The consequences are causing a nightmare for the loan-servicing business and borrowers. For example, Fabiane Correa and her husband Luiz got a notice in September from Bank of America Corp. that the mortgage on their Stamford, Conn., house was in default. The couple also was told that $6,638 was past due.
Earlier this year, Mr. and Mrs. Correa got a loan modification from the Charlotte, N.C., bank as part of the Obama administration’s foreclosure-prevention program. She says they have made their required loan payments since then.
“It’s very emotional and frustrating,” Mrs. Correa says. The couple drove to Dedham, Mass., a 360-mile round trip, to meet with a Bank of America representative in an unsuccessful effort to resolve the problem. A BofA spokeswoman says the bank is looking into the matter.
Josh Ritz, who lives in Kent City, Mich., pulled $4,400 out of his retirement plan last year after Bank of America said he needed to pay that amount to catch up on his mortgage payments. He kept making his monthly payments until April, when a BofA employee said the bank didn’t want his money because the loan was past due, according to a court filing in Kent County, Mich., where Mr. Ritz is trying to block foreclosure.
Mr. Ritz and his wife “tried to do the right thing, and they came out worse,” says Karen Tjapkes, the couple’s lawyer. She adds that it took BofA about six months to apply the $4,400 payment to their mortgage account.
A BofA spokeswoman declined to comment, citing pending litigation, but said the company “will research his concerns and address them directly with Mr. Ritz and his counsel.”
…
The dead cat bounce in BAC stock is really beginning to come into clear view about now through the lens of the rear view mirror. Sell now, or get priced in forever!
Don’t forget to keep on whistling while you enjoy your late-October stroll past the graveyard, banksters!
Mortgage Damage Spreads Big Bank Stocks Hit Again as Modern Finance Collides With the Legal System
By NICK TIMIRAOS, JESSICA SILVER-GREENBERG And DAN FITZPATRICK
The unfolding foreclosure-processing debacle is causing bank stocks to slide and putting millions of delinquent borrowers in limbo.
But how disruptive the crisis ultimately becomes—for homeowners, the housing market and the broader economy—depends on how quickly a number of technical problems and legal challenges are resolved in the months ahead.
…
The financial system and legal system have been on a collision course for some time in residential real estate. Both the lower standards for loans and the lax controls involving foreclosures were based on the premise that home prices would never fall, making it unlikely that many loans would go bad at once. Once that premise fell apart, the flaws in the system became obvious, and the long-term challenge now facing lenders is to rebuild the mortgage system on more solid footing.
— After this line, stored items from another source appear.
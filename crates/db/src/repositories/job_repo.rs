//! Repository for the `jobs` table.

use placement_core::access::{Actor, ListScope, Relation, Resource};
use placement_core::error::CoreError;
use placement_core::pagination::{Page, PageParams};
use placement_core::status::JobStatus;
use placement_core::types::DbId;
use sqlx::PgPool;

use crate::error::DbResult;
use crate::models::job::{CreateJob, Job, JobListQuery, UpdateJob};
use crate::repositories::base::{BaseRepo, Condition, Entity};

const COLUMNS: &str = "id, owner_id, title, description, country, city, salary_min, salary_max, \
                        currency, positions, status_id, deleted_at, created_at, updated_at";

/// Currency stored when a posting does not name one.
pub const DEFAULT_CURRENCY: &str = "SAR";

impl Entity for Job {
    const TABLE: &'static str = "jobs";
    const COLUMNS: &'static str = COLUMNS;
    const RESOURCE: Resource = Resource::Job;
    const OWNER_COLUMN: &'static str = "owner_id";
    const SOFT_DELETE: bool = true;

    fn id(&self) -> DbId {
        self.id
    }

    fn relation(&self, actor: &Actor) -> Relation {
        match actor.relation_to(self.owner_id) {
            Relation::Owner => Relation::Owner,
            _ => Relation::Public,
        }
    }
}

/// Job board postings.
pub struct JobRepo;

impl JobRepo {
    pub async fn create(
        pool: &PgPool,
        owner_id: DbId,
        input: &CreateJob,
    ) -> Result<Job, sqlx::Error> {
        let query = format!(
            "INSERT INTO jobs (owner_id, title, description, country, city, salary_min, salary_max, \
                               currency, positions)
             VALUES ($1, $2, $3, $4, $5, $6, $7, $8, $9)
             RETURNING {COLUMNS}"
        );
        sqlx::query_as::<_, Job>(&query)
            .bind(owner_id)
            .bind(&input.title)
            .bind(&input.description)
            .bind(&input.country)
            .bind(&input.city)
            .bind(input.salary_min)
            .bind(input.salary_max)
            .bind(input.currency.as_deref().unwrap_or(DEFAULT_CURRENCY))
            .bind(input.positions.unwrap_or(1))
            .fetch_one(pool)
            .await
    }

    /// Update a job. Only non-`None` fields in `input` are applied.
    pub async fn update(
        pool: &PgPool,
        id: DbId,
        input: &UpdateJob,
    ) -> Result<Option<Job>, sqlx::Error> {
        let query = format!(
            "UPDATE jobs SET
                title = COALESCE($2, title),
                description = COALESCE($3, description),
                country = COALESCE($4, country),
                city = COALESCE($5, city),
                salary_min = COALESCE($6, salary_min),
                salary_max = COALESCE($7, salary_max),
                currency = COALESCE($8, currency),
                positions = COALESCE($9, positions)
             WHERE id = $1 AND deleted_at IS NULL
             RETURNING {COLUMNS}"
        );
        sqlx::query_as::<_, Job>(&query)
            .bind(id)
            .bind(&input.title)
            .bind(&input.description)
            .bind(&input.country)
            .bind(&input.city)
            .bind(input.salary_min)
            .bind(input.salary_max)
            .bind(&input.currency)
            .bind(input.positions)
            .fetch_optional(pool)
            .await
    }

    /// Close an open posting.
    pub async fn close(pool: &PgPool, job: &Job) -> DbResult<Job> {
        if job.status() == JobStatus::Closed {
            return Err(CoreError::Conflict("Job is already closed".into()).into());
        }
        let query = format!(
            "UPDATE jobs SET status_id = $2
             WHERE id = $1 AND deleted_at IS NULL
             RETURNING {COLUMNS}"
        );
        Ok(sqlx::query_as::<_, Job>(&query)
            .bind(job.id)
            .bind(JobStatus::Closed.id())
            .fetch_one(pool)
            .await?)
    }

    /// List postings. Every role may browse the board; `owner_only`
    /// narrows it to the caller's own postings.
    pub async fn list(pool: &PgPool, actor: &Actor, query: &JobListQuery) -> DbResult<Page<Job>> {
        let scope = if query.owner_only {
            ListScope::Owned(actor.user_id)
        } else {
            ListScope::All
        };
        let mut conditions = Vec::new();
        if let Some(name) = query.status.as_deref() {
            let status = JobStatus::from_name(name)
                .ok_or_else(|| CoreError::Validation(format!("Unknown job status '{name}'")))?;
            conditions.push(Condition::eq("status_id", status.id()));
        }
        if let Some(country) = query.country.as_deref() {
            conditions.push(Condition::contains("country", country));
        }
        if let Some(search) = query.search.as_deref().filter(|s| !s.trim().is_empty()) {
            conditions.push(Condition::either(vec![
                Condition::contains("title", search.trim()),
                Condition::contains("description", search.trim()),
            ]));
        }
        let page = PageParams::new(query.limit, query.offset);
        Ok(BaseRepo::<Job>::list_scoped(pool, scope, conditions, &page).await?)
    }
}
//! Seeded account roles.

use placement_core::types::DbId;
use serde::Serialize;
use sqlx::FromRow;

/// A row from the `roles` table, as listed on admin screens.
#[derive(Debug, Clone, FromRow, Serialize)]
pub struct RoleRecord {
    pub id: DbId,
    pub name: String,
    pub description: Option<String>,
}
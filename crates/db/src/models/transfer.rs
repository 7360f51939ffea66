//! Management transfer model and DTOs.

use placement_core::status::{StatusId, TransferStatus};
use placement_core::types::{DbId, Timestamp};
use serde::{Deserialize, Serialize};
use sqlx::FromRow;
use validator::Validate;

/// A row from the `transfers` table.
#[derive(Debug, Clone, FromRow, Serialize)]
pub struct Transfer {
    pub id: DbId,
    pub cv_id: DbId,
    pub from_user_id: DbId,
    pub to_user_id: DbId,
    pub note: Option<String>,
    pub status_id: StatusId,
    pub responded_at: Option<Timestamp>,
    pub created_at: Timestamp,
    pub updated_at: Timestamp,
}

impl Transfer {
    pub fn status(&self) -> TransferStatus {
        TransferStatus::from_id(self.status_id).unwrap_or(TransferStatus::Cancelled)
    }
}

/// DTO for `POST /transfers`.
#[derive(Debug, Clone, Deserialize, Validate)]
pub struct CreateTransfer {
    pub cv_id: DbId,
    pub to_user_id: DbId,
    #[validate(length(max = 2000))]
    pub note: Option<String>,
}

/// Query parameters for `GET /transfers`.
#[derive(Debug, Clone, Default, Deserialize)]
pub struct TransferListQuery {
    pub status: Option<String>,
    pub limit: Option<i64>,
    pub offset: Option<i64>,
}
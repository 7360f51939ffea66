//! Well-known role names and the typed [`Role`] enum.
//!
//! These must match the seed data in `20260301000001_create_roles_and_users.sql`.

use serde::{Deserialize, Serialize};

use crate::error::CoreError;

pub const ROLE_ADMIN: &str = "admin";
pub const ROLE_SPONSOR: &str = "sponsor";
pub const ROLE_RECRUITMENT: &str = "recruitment";
pub const ROLE_AGENT: &str = "agent";

/// Roles that may sign up through the public registration endpoint.
pub const SELF_REGISTER_ROLES: &[&str] = &[ROLE_SPONSOR, ROLE_RECRUITMENT, ROLE_AGENT];

/// Account role. Seed ids are 1-based in declaration order.
#[derive(Debug, Clone, Copy, PartialEq, Eq, Hash, Serialize, Deserialize)]
#[serde(rename_all = "snake_case")]
pub enum Role {
    Admin,
    Sponsor,
    Recruitment,
    Agent,
}

impl Role {
    /// The role name as stored in the `roles` table.
    pub fn as_str(self) -> &'static str {
        match self {
            Role::Admin => ROLE_ADMIN,
            Role::Sponsor => ROLE_SPONSOR,
            Role::Recruitment => ROLE_RECRUITMENT,
            Role::Agent => ROLE_AGENT,
        }
    }

    /// Parse a role name. Unknown names are rejected.
    pub fn parse(name: &str) -> Result<Self, CoreError> {
        match name {
            ROLE_ADMIN => Ok(Role::Admin),
            ROLE_SPONSOR => Ok(Role::Sponsor),
            ROLE_RECRUITMENT => Ok(Role::Recruitment),
            ROLE_AGENT => Ok(Role::Agent),
            other => Err(CoreError::Validation(format!("Unknown role '{other}'"))),
        }
    }

    /// Employers browse CVs, post jobs and make offers.
    pub fn is_employer(self) -> bool {
        matches!(self, Role::Sponsor | Role::Recruitment)
    }

    /// Accounts that manage worker profiles and can receive transfers.
    pub fn manages_workers(self) -> bool {
        matches!(self, Role::Agent | Role::Recruitment)
    }
}

impl std::fmt::Display for Role {
    fn fmt(&self, f: &mut std::fmt::Formatter<'_>) -> std::fmt::Result {
        f.write_str(self.as_str())
    }
}

/// Validate that a role name may be chosen during self-registration.
pub fn validate_self_register_role(name: &str) -> Result<Role, CoreError> {
    if !SELF_REGISTER_ROLES.contains(&name) {
        return Err(CoreError::Validation(format!(
            "Role must be one of: {}",
            SELF_REGISTER_ROLES.join(", ")
        )));
    }
    Role::parse(name)
}
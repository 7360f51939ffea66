use axum::extract::State;
use axum::Json;
use placement_db::models::dashboard::DashboardStats;
use placement_db::repositories::DashboardRepo;

use crate::error::AppResult;
use crate::handlers::offers::expire_lapsed;
use crate::middleware::auth::AuthUser;
use crate::response::DataResponse;
use crate::state::AppState;

/// GET /api/v1/dashboard
///
/// Counters scoped to the caller; admins get platform-wide totals. Lapsed
/// offers are expired first so they do not count as pending.
pub async fn get_dashboard(
    auth: AuthUser,
    State(state): State<AppState>,
) -> AppResult<Json<DataResponse<DashboardStats>>> {
    expire_lapsed(&state).await?;
    let stats = DashboardRepo::stats(&state.pool, &auth.actor()).await?;
    Ok(Json(DataResponse { data: stats }))
}
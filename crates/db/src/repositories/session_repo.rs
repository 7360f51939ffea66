//! Repository for the `user_sessions` table.

use placement_core::types::DbId;
use sqlx::PgPool;

use crate::models::session::{NewSession, UserSession};

const COLUMNS: &str = "id, user_id, refresh_token_hash, expires_at, is_revoked, \
                        user_agent, ip_address, created_at, updated_at";

/// Refresh-token sessions. Each refresh token is single use.
pub struct SessionRepo;

impl SessionRepo {
    pub async fn open(pool: &PgPool, input: &NewSession) -> Result<UserSession, sqlx::Error> {
        let query = format!(
            "INSERT INTO user_sessions (user_id, refresh_token_hash, expires_at, user_agent, ip_address)
             VALUES ($1, $2, $3, $4, $5)
             RETURNING {COLUMNS}"
        );
        sqlx::query_as::<_, UserSession>(&query)
            .bind(input.user_id)
            .bind(&input.refresh_token_hash)
            .bind(input.expires_at)
            .bind(&input.client.user_agent)
            .bind(&input.client.ip_address)
            .fetch_one(pool)
            .await
    }

    /// Revoke the live session holding `hash` and return its user.
    ///
    /// `None` when the token is unknown, expired or already spent. The
    /// single `UPDATE` means two concurrent refreshes with the same token
    /// cannot both succeed.
    pub async fn consume(pool: &PgPool, hash: &str) -> Result<Option<DbId>, sqlx::Error> {
        sqlx::query_scalar(
            "UPDATE user_sessions SET is_revoked = true
             WHERE refresh_token_hash = $1
               AND is_revoked = false
               AND expires_at > NOW()
             RETURNING user_id",
        )
        .bind(hash)
        .fetch_optional(pool)
        .await
    }

    /// Revoke every live session of a user. Returns the count revoked.
    pub async fn revoke_all_for_user(pool: &PgPool, user_id: DbId) -> Result<u64, sqlx::Error> {
        let result = sqlx::query(
            "UPDATE user_sessions SET is_revoked = true
             WHERE user_id = $1 AND is_revoked = false",
        )
        .bind(user_id)
        .execute(pool)
        .await?;
        Ok(result.rows_affected())
    }

    /// Drop a user's spent and expired sessions. Run at login so the table
    /// stays bounded without a sweeper.
    pub async fn prune_for_user(pool: &PgPool, user_id: DbId) -> Result<u64, sqlx::Error> {
        let result = sqlx::query(
            "DELETE FROM user_sessions
             WHERE user_id = $1 AND (is_revoked = true OR expires_at <= NOW())",
        )
        .bind(user_id)
        .execute(pool)
        .await?;
        Ok(result.rows_affected())
    }
}
use std::future::IntoFuture;
use std::net::SocketAddr;
use std::time::Duration;

use tracing_subscriber::{layer::SubscriberExt, util::SubscriberInitExt};

use placement_api::config::ServerConfig;
use placement_api::router::build_app_router;
use placement_api::state::AppState;

#[tokio::main]
async fn main() {
    dotenvy::dotenv().ok();

    init_tracing();

    // --- Configuration ---
    let config = ServerConfig::from_env();
    tracing::info!(
        host = %config.host,
        port = config.port,
        offer_expiry_hours = config.offer_expiry_hours,
        cors_origins = ?config.cors_origins,
        "Loaded server configuration",
    );

    // --- Database ---
    let pool = placement_db::create_pool(&config.database_url)
        .await
        .expect("Failed to connect to database");
    tracing::info!("Database connection pool created");

    placement_db::health_check(&pool)
        .await
        .expect("Database health check failed");
    tracing::info!("Database health check passed");

    placement_db::run_migrations(&pool)
        .await
        .expect("Failed to run database migrations");
    tracing::info!("Database migrations applied");

    // --- App state ---
    let state = AppState::new(pool, config.clone());
    let app = build_app_router(state, &config);

    // --- Start server ---
    let addr = SocketAddr::new(
        config.host.parse().expect("Invalid HOST address"),
        config.port,
    );
    tracing::info!(%addr, "Starting server");

    let listener = tokio::net::TcpListener::bind(addr)
        .await
        .expect("Failed to bind to address");

    // In-flight requests drain after the signal; give up once the
    // configured timeout elapses so a stuck connection cannot block exit.
    let shutdown_timeout = Duration::from_secs(config.shutdown_timeout_secs);
    let (signalled_tx, mut signalled_rx) = tokio::sync::watch::channel(false);
    let server = axum::serve(listener, app)
        .with_graceful_shutdown(async move {
            shutdown_signal().await;
            let _ = signalled_tx.send(true);
        })
        .into_future();

    tokio::select! {
        result = server => {
            if let Err(e) = result {
                tracing::error!(error = %e, "Server error");
            }
        }
        () = async {
            let _ = signalled_rx.wait_for(|signalled| *signalled).await;
            tokio::time::sleep(shutdown_timeout).await;
        } => {
            tracing::warn!(
                timeout_secs = config.shutdown_timeout_secs,
                "Graceful shutdown timed out, dropping remaining connections",
            );
        }
    }

    tracing::info!("Graceful shutdown complete");
}

/// `RUST_LOG` filters; `LOG_FORMAT=json` switches to one JSON object per line
/// for log shippers.
fn init_tracing() {
    let filter = tracing_subscriber::EnvFilter::try_from_default_env()
        .unwrap_or_else(|_| "placement_api=debug,placement_db=debug,tower_http=debug".into());
    let json = std::env::var("LOG_FORMAT").is_ok_and(|v| v.eq_ignore_ascii_case("json"));

    let registry = tracing_subscriber::registry().with(filter);
    if json {
        registry.with(tracing_subscriber::fmt::layer().json()).init();
    } else {
        registry.with(tracing_subscriber::fmt::layer()).init();
    }
}

/// Wait for a termination signal to initiate graceful shutdown.
///
/// Handles both SIGINT (Ctrl-C) and SIGTERM (on Unix) so the server
/// shuts down cleanly whether stopped interactively or by a process
/// manager.
async fn shutdown_signal() {
    let ctrl_c = async {
        tokio::signal::ctrl_c()
            .await
            .expect("Failed to install Ctrl-C handler");
    };

    #[cfg(unix)]
    let terminate = async {
        tokio::signal::unix::signal(tokio::signal::unix::SignalKind::terminate())
            .expect("Failed to install SIGTERM handler")
            .recv()
            .await;
    };

    #[cfg(not(unix))]
    let terminate = std::future::pending::<()>();

    tokio::select! {
        () = ctrl_c => {
            tracing::info!("Received SIGINT (Ctrl-C), starting graceful shutdown");
        }
        () = terminate => {
            tracing::info!("Received SIGTERM, starting graceful shutdown");
        }
    }
}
Banks argue that these problems will be repaired swiftly, and they’ll soon be running the foreclosure machinery at full speed again. But analysts say the problems could expand into a legal crisis if banks can’t prove that they are following standard property-law procedures.
Lawyers, politicians and consumer advocates, meanwhile, are using the legal problems to stop foreclosures and extract settlements for troubled borrowers that lower their mortgage debt.
Industry executives note that few, if any, borrowers in the foreclosure process dispute the fact that they’re not paying their mortgages. “We’re not evicting people who deserve to stay in their house,” James Dimon, J.P. Morgan chief executive, told analysts Wednesday.
But the banks’ “reassurance is not reassuring,” says Susan Wachter, a professor of real estate at the University of Pennsylvania’s Wharton School, because it doesn’t deal with how easily they can prove ownership of the underlying mortgages.
The legal drama partly represents the clash between a financial sector that developed electronic processing to speed up procedures versus the U.S. property-law system, which relies on physical paperwork filed by individuals.
There are two different problems. The first resulted after lawyers for troubled borrowers discovered that banks were using “robo-signers,” or back-office employees who approved hundreds of foreclosure documents daily without reviewing them, in states where repossessions must be approved in court.
Banks had no choice but to suspend foreclosures in those states because submitting false witness testimony meant they hadn’t properly proved ownership of the loans in foreclosure.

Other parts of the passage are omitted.